### Problem to work on
Across the entries below, tally every line that holds the string "Self" and reply with the number only.

### Stored items from a collection
____________

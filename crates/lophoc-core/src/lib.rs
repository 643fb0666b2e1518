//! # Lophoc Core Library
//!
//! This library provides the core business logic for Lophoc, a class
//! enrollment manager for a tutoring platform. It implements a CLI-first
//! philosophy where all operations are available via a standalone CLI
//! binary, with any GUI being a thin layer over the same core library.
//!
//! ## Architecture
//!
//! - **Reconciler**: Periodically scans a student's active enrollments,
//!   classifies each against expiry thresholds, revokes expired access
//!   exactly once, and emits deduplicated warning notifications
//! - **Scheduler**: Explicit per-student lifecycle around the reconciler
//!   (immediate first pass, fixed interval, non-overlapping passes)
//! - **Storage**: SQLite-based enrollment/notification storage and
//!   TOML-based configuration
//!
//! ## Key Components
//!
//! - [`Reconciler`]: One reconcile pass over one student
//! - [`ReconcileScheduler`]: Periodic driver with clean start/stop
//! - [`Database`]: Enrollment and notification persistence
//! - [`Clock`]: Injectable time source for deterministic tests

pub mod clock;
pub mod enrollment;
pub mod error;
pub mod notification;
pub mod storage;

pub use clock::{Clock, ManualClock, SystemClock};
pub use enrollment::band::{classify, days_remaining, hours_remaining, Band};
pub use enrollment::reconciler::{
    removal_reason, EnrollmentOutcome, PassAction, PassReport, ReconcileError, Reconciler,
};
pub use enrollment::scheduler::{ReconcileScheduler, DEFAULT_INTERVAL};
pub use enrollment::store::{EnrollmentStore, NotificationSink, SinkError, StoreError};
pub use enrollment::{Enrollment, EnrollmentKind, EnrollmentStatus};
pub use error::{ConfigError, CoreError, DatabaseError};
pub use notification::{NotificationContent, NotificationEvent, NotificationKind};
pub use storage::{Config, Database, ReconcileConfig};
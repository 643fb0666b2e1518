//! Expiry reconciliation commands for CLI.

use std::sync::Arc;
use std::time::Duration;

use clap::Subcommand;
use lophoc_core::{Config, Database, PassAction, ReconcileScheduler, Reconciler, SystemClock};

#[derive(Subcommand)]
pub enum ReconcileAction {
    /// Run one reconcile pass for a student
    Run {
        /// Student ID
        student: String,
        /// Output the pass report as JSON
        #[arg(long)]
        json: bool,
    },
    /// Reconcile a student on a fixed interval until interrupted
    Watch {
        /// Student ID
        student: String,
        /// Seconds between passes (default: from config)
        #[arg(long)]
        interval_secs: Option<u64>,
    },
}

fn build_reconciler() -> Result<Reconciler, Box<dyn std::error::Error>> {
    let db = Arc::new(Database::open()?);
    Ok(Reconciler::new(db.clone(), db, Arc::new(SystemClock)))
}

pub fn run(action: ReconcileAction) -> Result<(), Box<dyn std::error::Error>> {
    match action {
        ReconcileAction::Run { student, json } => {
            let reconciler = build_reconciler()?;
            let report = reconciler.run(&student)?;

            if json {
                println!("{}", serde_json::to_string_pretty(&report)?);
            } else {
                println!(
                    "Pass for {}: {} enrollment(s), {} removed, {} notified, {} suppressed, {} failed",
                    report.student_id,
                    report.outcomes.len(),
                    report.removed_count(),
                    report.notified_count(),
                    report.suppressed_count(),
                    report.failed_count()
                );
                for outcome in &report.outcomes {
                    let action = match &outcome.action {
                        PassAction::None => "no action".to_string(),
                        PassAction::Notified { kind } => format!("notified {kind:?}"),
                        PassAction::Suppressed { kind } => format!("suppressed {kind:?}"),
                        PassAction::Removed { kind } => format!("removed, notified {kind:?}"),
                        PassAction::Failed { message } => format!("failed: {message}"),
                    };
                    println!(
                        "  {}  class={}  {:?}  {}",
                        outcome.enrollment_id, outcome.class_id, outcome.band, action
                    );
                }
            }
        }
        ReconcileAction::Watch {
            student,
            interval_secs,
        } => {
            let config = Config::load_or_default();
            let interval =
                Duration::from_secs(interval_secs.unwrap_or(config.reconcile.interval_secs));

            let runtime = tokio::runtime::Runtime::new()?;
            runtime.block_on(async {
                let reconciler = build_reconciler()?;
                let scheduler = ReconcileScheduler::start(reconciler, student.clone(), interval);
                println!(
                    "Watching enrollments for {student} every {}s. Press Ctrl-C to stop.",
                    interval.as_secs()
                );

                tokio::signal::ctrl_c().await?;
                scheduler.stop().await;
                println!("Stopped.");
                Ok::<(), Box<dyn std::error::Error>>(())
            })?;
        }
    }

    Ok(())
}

____________

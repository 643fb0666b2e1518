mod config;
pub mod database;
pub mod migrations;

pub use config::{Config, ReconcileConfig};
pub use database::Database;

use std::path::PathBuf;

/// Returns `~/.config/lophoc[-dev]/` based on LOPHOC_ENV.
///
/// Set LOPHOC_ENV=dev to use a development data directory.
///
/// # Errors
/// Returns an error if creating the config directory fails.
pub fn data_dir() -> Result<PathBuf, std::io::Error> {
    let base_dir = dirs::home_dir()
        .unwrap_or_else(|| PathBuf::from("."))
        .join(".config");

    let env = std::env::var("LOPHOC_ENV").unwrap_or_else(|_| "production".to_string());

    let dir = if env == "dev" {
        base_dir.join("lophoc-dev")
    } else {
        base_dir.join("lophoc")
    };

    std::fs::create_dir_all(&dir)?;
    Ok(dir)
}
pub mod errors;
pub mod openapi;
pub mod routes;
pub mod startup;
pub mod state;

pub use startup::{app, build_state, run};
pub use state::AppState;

____________

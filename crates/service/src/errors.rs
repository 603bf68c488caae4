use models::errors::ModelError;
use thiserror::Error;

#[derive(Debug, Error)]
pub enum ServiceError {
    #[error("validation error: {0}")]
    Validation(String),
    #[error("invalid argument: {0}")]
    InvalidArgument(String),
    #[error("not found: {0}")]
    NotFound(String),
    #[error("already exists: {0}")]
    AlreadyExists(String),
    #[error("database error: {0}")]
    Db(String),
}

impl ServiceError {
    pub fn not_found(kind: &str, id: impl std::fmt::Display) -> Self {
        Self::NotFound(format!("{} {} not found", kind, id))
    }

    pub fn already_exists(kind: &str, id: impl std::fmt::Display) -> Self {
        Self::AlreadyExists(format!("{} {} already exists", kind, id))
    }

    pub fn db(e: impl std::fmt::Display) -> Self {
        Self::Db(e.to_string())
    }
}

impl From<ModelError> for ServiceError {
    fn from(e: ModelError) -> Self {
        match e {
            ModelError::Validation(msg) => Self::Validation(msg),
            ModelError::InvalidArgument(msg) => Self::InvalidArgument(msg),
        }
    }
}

____________

### Response area
9